I grew up playing typical competitive sports played by men and boys: Football, baseball, and basketball. I grew up in California, so (at the time), we didn’t play hockey because we didn’t have any ice. Times change, of course. Sports got their start as training for combat. You can get a good sense of things by reading Shakespeare. There are also a number of old black-and-white movies that will give you a fairly good sense of what combat was like during the “Middle Ages.”

One of the scenes from an old black-and-white movie that has stuck in my mind since I first saw the film in in junior high showed the dead and dying lying in the field while the women from the village go through the bodies of the dead and dying looking for loved ones. Our ancestors were definitely tough. They had to be to survive.

My father and his brother both saw combat in WWII. My father told me about a time he was sitting on a log with a buddy having lunch when they were strafed by a Japanese fighter plane. They fell on opposites sides of the log. My father escaped without harm, but his buddy was killed.
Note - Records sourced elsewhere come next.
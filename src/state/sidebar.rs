//! Sidebar and header navigation state.

use crate::model::navigation::{sidebar_sections, SETTINGS_ITEM};
use crate::model::{HeaderNav, NavItem};

/// Default active sidebar path.
pub const DEFAULT_ACTIVE_PATH: &str = "/news-feed";

/// One selectable line of the sidebar.
#[derive(Debug, Clone, Copy, PartialEq, Eq)]
pub enum SidebarEntry {
    /// A navigation link.
    Nav(NavItem),
    /// The Explore section's "See More..." / "See Less" toggle.
    ExploreToggle,
}

/// Selectable sidebar lines in display order.
pub fn sidebar_entries(explore_expanded: bool) -> Vec<SidebarEntry> {
    let mut entries = Vec::new();
    for section in sidebar_sections(explore_expanded) {
        entries.extend(section.items.into_iter().map(SidebarEntry::Nav));
        if section.has_expand_toggle {
            entries.push(SidebarEntry::ExploreToggle);
        }
    }
    entries.push(SidebarEntry::Nav(SETTINGS_ITEM));
    entries
}

/// Navigation state of the sidebar and header.
#[derive(Debug, Clone, PartialEq, Eq)]
pub struct NavState {
    explore_expanded: bool,
    active_path: String,
    active_nav: HeaderNav,
}

impl NavState {
    /// Create navigation state.
    pub fn new(active_path: impl Into<String>, active_nav: HeaderNav, explore_expanded: bool) -> Self {
        Self {
            explore_expanded,
            active_path: active_path.into(),
            active_nav,
        }
    }

    /// Whether the Explore section shows its extra entries.
    pub fn explore_expanded(&self) -> bool {
        self.explore_expanded
    }

    /// Flip the Explore section.
    pub fn toggle_explore(&mut self) {
        self.explore_expanded = !self.explore_expanded;
    }

    /// Highlighted sidebar path.
    pub fn active_path(&self) -> &str {
        &self.active_path
    }

    /// Highlight a different sidebar path.
    pub fn set_active_path(&mut self, path: impl Into<String>) {
        self.active_path = path.into();
    }

    /// Highlighted header link.
    pub fn active_nav(&self) -> HeaderNav {
        self.active_nav
    }

    /// True when `item` is the highlighted sidebar entry.
    pub fn is_active(&self, item: &NavItem) -> bool {
        item.href == self.active_path
    }

    /// Selectable sidebar lines for the current expansion state.
    pub fn entries(&self) -> Vec<SidebarEntry> {
        sidebar_entries(self.explore_expanded)
    }
}

impl Default for NavState {
    fn default() -> Self {
        Self::new(DEFAULT_ACTIVE_PATH, HeaderNav::default(), false)
    }
}
//! Keyboard bindings configuration.

use crate::model::key_action::KeyAction;
use crossterm::event::{KeyCode, KeyEvent, KeyModifiers};
use std::collections::HashMap;

/// Maps keyboard events to domain actions.
///
/// Provides default vim-style bindings. Typed characters inside a text
/// field never reach the bindings; see the view's key handling.
#[derive(Debug, Clone)]
pub struct KeyBindings {
    bindings: HashMap<KeyEvent, KeyAction>,
}

impl KeyBindings {
    /// Look up the action for a key event.
    pub fn get(&self, key: KeyEvent) -> Option<KeyAction> {
        self.bindings.get(&key).copied()
    }

    /// Bind `key` to `action`, replacing any previous binding.
    pub fn bind(&mut self, key: KeyEvent, action: KeyAction) {
        self.bindings.insert(key, action);
    }
}

impl Default for KeyBindings {
    fn default() -> Self {
        let mut bindings = HashMap::new();
        let mut bind = |code: KeyCode, modifiers: KeyModifiers, action: KeyAction| {
            bindings.insert(KeyEvent::new(code, modifiers), action);
        };
        let none = KeyModifiers::NONE;
        let ctrl = KeyModifiers::CONTROL;
        let shift = KeyModifiers::SHIFT;

        // Selection
        bind(KeyCode::Char('j'), none, KeyAction::SelectNext);
        bind(KeyCode::Char('k'), none, KeyAction::SelectPrev);
        bind(KeyCode::Down, none, KeyAction::SelectNext);
        bind(KeyCode::Up, none, KeyAction::SelectPrev);

        // Scrolling of the focused region
        bind(KeyCode::Char('d'), ctrl, KeyAction::PageDown);
        bind(KeyCode::Char('u'), ctrl, KeyAction::PageUp);
        bind(KeyCode::PageDown, none, KeyAction::PageDown);
        bind(KeyCode::PageUp, none, KeyAction::PageUp);
        bind(KeyCode::Char('g'), none, KeyAction::ScrollToTop);
        bind(KeyCode::Home, none, KeyAction::ScrollToTop);
        bind(KeyCode::Char('G'), shift, KeyAction::ScrollToBottom);
        bind(KeyCode::End, none, KeyAction::ScrollToBottom);

        // Focus switching
        bind(KeyCode::Tab, none, KeyAction::CycleFocus);
        bind(KeyCode::BackTab, shift, KeyAction::CycleFocusBack);
        bind(KeyCode::Char('0'), none, KeyAction::FocusSidebar);
        bind(KeyCode::Char('1'), none, KeyAction::FocusFeed);
        bind(KeyCode::Char('2'), none, KeyAction::FocusStories);
        bind(KeyCode::Char('3'), none, KeyAction::FocusGroups);
        bind(KeyCode::Char('4'), none, KeyAction::FocusContacts);

        // Entity interaction
        bind(KeyCode::Enter, none, KeyAction::Activate);
        bind(KeyCode::Char(' '), none, KeyAction::Activate);
        bind(KeyCode::Char('l'), none, KeyAction::Like);

        // Text input
        bind(KeyCode::Char('i'), none, KeyAction::StartCompose);
        bind(KeyCode::Char('/'), none, KeyAction::StartContactFilter);
        bind(KeyCode::Esc, none, KeyAction::Cancel);

        // Chrome
        bind(KeyCode::Char('e'), none, KeyAction::ToggleExplore);

        // Application controls
        bind(KeyCode::Char('q'), none, KeyAction::Quit);
        bind(KeyCode::Char('c'), ctrl, KeyAction::Quit);

        Self { bindings }
    }
}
Two of my uncles saw combat in Korea, one as a fighter pilot and the other served in the artillery. I was of an age to go to war during the Vietnam Era and went to Vietnam with the Army. I was lucky and, although I spent time in a combat zone, I did not see combat. I did not see combat only because the major attack while I was there took place in another sector. I knew plenty of people, however, who weren’t so lucky. When I got my orders for Vietnam, my father’s advice was to make friends with an experienced sergeant and stick with him when our sector was attacked.

The military in general, and service in the military in particular, go a long way to explain why men are the way they are. Think about generation after generation of men learning “the warriors’ way” from their older male relatives. To the best of my knowledge, I have only one older male relative who did not serve in the military, and he worked in combat construction—he worked what is known as the “high steel,” the support for “sky scrapers,” both civilian and military. They are the guys who walk the construction beams that hold everything up and together. Most of my older relatives saw combat and/or served in a combat zone. The most popular competitive sports for men are all basically training for combat roles. This isn’t really either good or bad—it “just is.”

You may know the old spiritual, “Gonna Lay Down My Sword and Shield Down By the River Side.” The desire is there for humanity to change and become more peaceful. The lure of the familiar is a major impediment. How soon—and whether—we achieve that goal depends on those of us who desire a more peaceful life for humanity. It is hard to know what will best serve the overall purpose.

Comments are closed.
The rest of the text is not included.